According to an aspect of some embodiments of the present invention there is provided a system for calculating a searchable encrypted index of a database comprising: a memory adapted to store a data elements each associated with a unique identifier and an index dataset entry in an index dataset, a processor adapted to execute a code, a code comprising instructions to calculate a binary data tree where each leaf is associated with one of the data elements, and for each data element combining label values of nodes which are found along a path starting from a respective leaf and ends in a node connected directly to the root node to create a data vector, encrypting each label of the data vector with a key, calculating from the data vector a probabilistic data structure, and adding the probabilistic data structure as an index entry value to the index dataset.

Description

Title: A METHOD AND SYSTEM FOR SEARCHABLE ENCRYPTED CLOUD STORAGE OF MEDIA DATA
BACKGROUND
The present invention, in some embodiments thereof, relates to a method for encrypting data and, more specifically, but not exclusively, to a method for calculating a searchable encrypted index of a database, according to some embodiments of the current invention.
Many people enjoy the convenience of storing their personal data in a computing cloud.
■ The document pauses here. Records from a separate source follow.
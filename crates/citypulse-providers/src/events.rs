//! Ticketmaster Discovery client.

use chrono::{NaiveDate, NaiveTime};
use citypulse_core::{Config, Provider, ProviderError};
use reqwest::Client;
use serde::Deserialize;
use tracing::instrument;

use crate::http::{require_key, send_json, trim_base};
use crate::types::{Event, EventImage, EventPage, PriceRange, Venue};

#[derive(Debug, Deserialize)]
struct SearchResponse {
    #[serde(rename = "_embedded")]
    embedded: Option<EmbeddedEvents>,
    page: Option<PageBlock>,
}

#[derive(Debug, Deserialize)]
struct EmbeddedEvents {
    #[serde(default)]
    events: Vec<RawEvent>,
}

#[derive(Debug, Deserialize)]
#[serde(rename_all = "camelCase")]
struct PageBlock {
    #[serde(default)]
    total_elements: u64,
    #[serde(default)]
    total_pages: u32,
    #[serde(default)]
    number: u32,
}

#[derive(Debug, Deserialize)]
#[serde(rename_all = "camelCase")]
struct RawEvent {
    id: String,
    name: String,
    url: Option<String>,
    #[serde(default)]
    images: Vec<RawImage>,
    dates: Option<RawDates>,
    #[serde(default)]
    classifications: Vec<RawClassification>,
    #[serde(default)]
    price_ranges: Vec<RawPriceRange>,
    #[serde(rename = "_embedded")]
    embedded: Option<EmbeddedVenues>,
}

#[derive(Debug, Deserialize)]
struct RawImage {
    url: String,
    #[serde(default)]
    width: u32,
    #[serde(default)]
    height: u32,
    ratio: Option<String>,
}

#[derive(Debug, Deserialize)]
struct RawDates {
    start: Option<RawStart>,
}

#[derive(Debug, Deserialize)]
#[serde(rename_all = "camelCase")]
struct RawStart {
    local_date: Option<String>,
    local_time: Option<String>,
}

#[derive(Debug, Deserialize)]
struct RawClassification {
    #[serde(default)]
    primary: bool,
    genre: Option<NamedRef>,
    segment: Option<NamedRef>,
}

#[derive(Debug, Deserialize)]
struct NamedRef {
    name: String,
}

#[derive(Debug, Deserialize)]
struct RawPriceRange {
    currency: Option<String>,
    min: Option<f64>,
    max: Option<f64>,
}

#[derive(Debug, Deserialize)]
struct EmbeddedVenues {
    #[serde(default)]
    venues: Vec<RawVenue>,
}

#[derive(Debug, Deserialize)]
struct RawVenue {
    name: Option<String>,
    city: Option<NamedRef>,
    address: Option<RawAddress>,
}

#[derive(Debug, Deserialize)]
struct RawAddress {
    line1: Option<String>,
}

impl From<RawEvent> for Event {
    fn from(raw: RawEvent) -> Self {
        let start = raw.dates.and_then(|d| d.start);
        let start_date = start
            .as_ref()
            .and_then(|s| s.local_date.as_deref())
            .and_then(|d| NaiveDate::parse_from_str(d, "%Y-%m-%d").ok());
        let start_time = start
            .as_ref()
            .and_then(|s| s.local_time.as_deref())
            .and_then(|t| {
                NaiveTime::parse_from_str(t, "%H:%M:%S")
                    .or_else(|_| NaiveTime::parse_from_str(t, "%H:%M"))
                    .ok()
            });

        // Prefer the primary classification; genre "Undefined" carries no information.
        let genre = raw
            .classifications
            .iter()
            .find(|c| c.primary)
            .or_else(|| raw.classifications.first())
            .and_then(|c| c.genre.as_ref().or(c.segment.as_ref()))
            .map(|g| g.name.clone())
            .filter(|name| name != "Undefined");

        let price = raw.price_ranges.into_iter().find_map(|p| match (p.min, p.max) {
            (Some(min), Some(max)) => Some(PriceRange {
                currency: p.currency.unwrap_or_else(|| "EUR".to_string()),
                min,
                max,
            }),
            (Some(only), None) | (None, Some(only)) => Some(PriceRange {
                currency: p.currency.unwrap_or_else(|| "EUR".to_string()),
                min: only,
                max: only,
            }),
            (None, None) => None,
        });

        let venue = raw
            .embedded
            .and_then(|e| e.venues.into_iter().next())
            .and_then(|v| {
                Some(Venue {
                    name: v.name?,
                    city: v.city.map(|c| c.name),
                    address: v.address.and_then(|a| a.line1),
                })
            });

        Event {
            id: raw.id,
            name: raw.name,
            url: raw.url,
            start_date,
            start_time,
            venue,
            price,
            images: raw
                .images
                .into_iter()
                .map(|i| EventImage {
                    url: i.url,
                    width: i.width,
                    height: i.height,
                    ratio: i.ratio,
                })
                .collect(),
            genre,
        }
    }
}

#[derive(Debug, Clone)]
pub struct EventsClient {
    client: Client,
    base_url: String,
    api_key: Option<String>,
    country_code: String,
    locale: String,
    page_size: u32,
}

impl EventsClient {
    pub fn new(base_url: &str, api_key: Option<String>) -> Self {
        Self::with_client(Client::new(), base_url, api_key)
    }

    pub fn with_client(client: Client, base_url: &str, api_key: Option<String>) -> Self {
        Self {
            client,
            base_url: trim_base(base_url),
            api_key,
            country_code: "ES".to_string(),
            locale: "es-ES".to_string(),
            page_size: 10,
        }
    }

    pub fn from_config(client: Client, config: &Config) -> Self {
        let settings = &config.providers.ticketmaster;
        let mut events = Self::with_client(client, &settings.base_url, settings.api_key.clone());
        events.country_code = config.dashboard.country_code.clone();
        events.locale = config.dashboard.events_locale.clone();
        events.page_size = config.dashboard.events_page_size;
        events
    }

    /// Upcoming events in a city, soonest first.
    #[instrument(skip(self), level = "info")]
    pub async fn search(&self, city: &str, page: u32) -> Result<EventPage, ProviderError> {
        let key = require_key(Provider::Events, self.api_key.as_deref())?;
        let request = self
            .client
            .get(format!("{}/events.json", self.base_url))
            .query(&[
                ("apikey", key.to_string()),
                ("city", city.to_string()),
                ("countryCode", self.country_code.clone()),
                ("size", self.page_size.to_string()),
                ("sort", "date,asc".to_string()),
                ("locale", self.locale.clone()),
                ("page", page.to_string()),
            ]);

        let raw: SearchResponse = send_json(Provider::Events, city, request).await?;
        let events: Vec<Event> = raw
            .embedded
            .map(|e| e.events.into_iter().map(Event::from).collect())
            .unwrap_or_default();
        let page_info = raw.page.unwrap_or(PageBlock {
            total_elements: events.len() as u64,
            total_pages: 1,
            number: page,
        });

        Ok(EventPage {
            events,
            total_elements: page_info.total_elements,
            total_pages: page_info.total_pages,
            page: page_info.number,
        })
    }
}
However, while many clouds services are available, for example Google Drive, Facebook, and the like, the cloud providers may access the personal data and perform searches and analysis on the private data. For example, image recognition techniques may be used to analyze photos and/or videos to calculate the identity of individuals, the location of the image, and other information that may be derived from image analysis technology.
As users of cloud storage become aware of the access that the cloud providers have to data the user considered to be private, users may decide to avoid using cloud storage for certain data or altogether. This loss of customer trust may negatively impact the business model of the cloud storage provider, and provide a business opportunity to a cloud storage provider that can guarantee the privacy of user data.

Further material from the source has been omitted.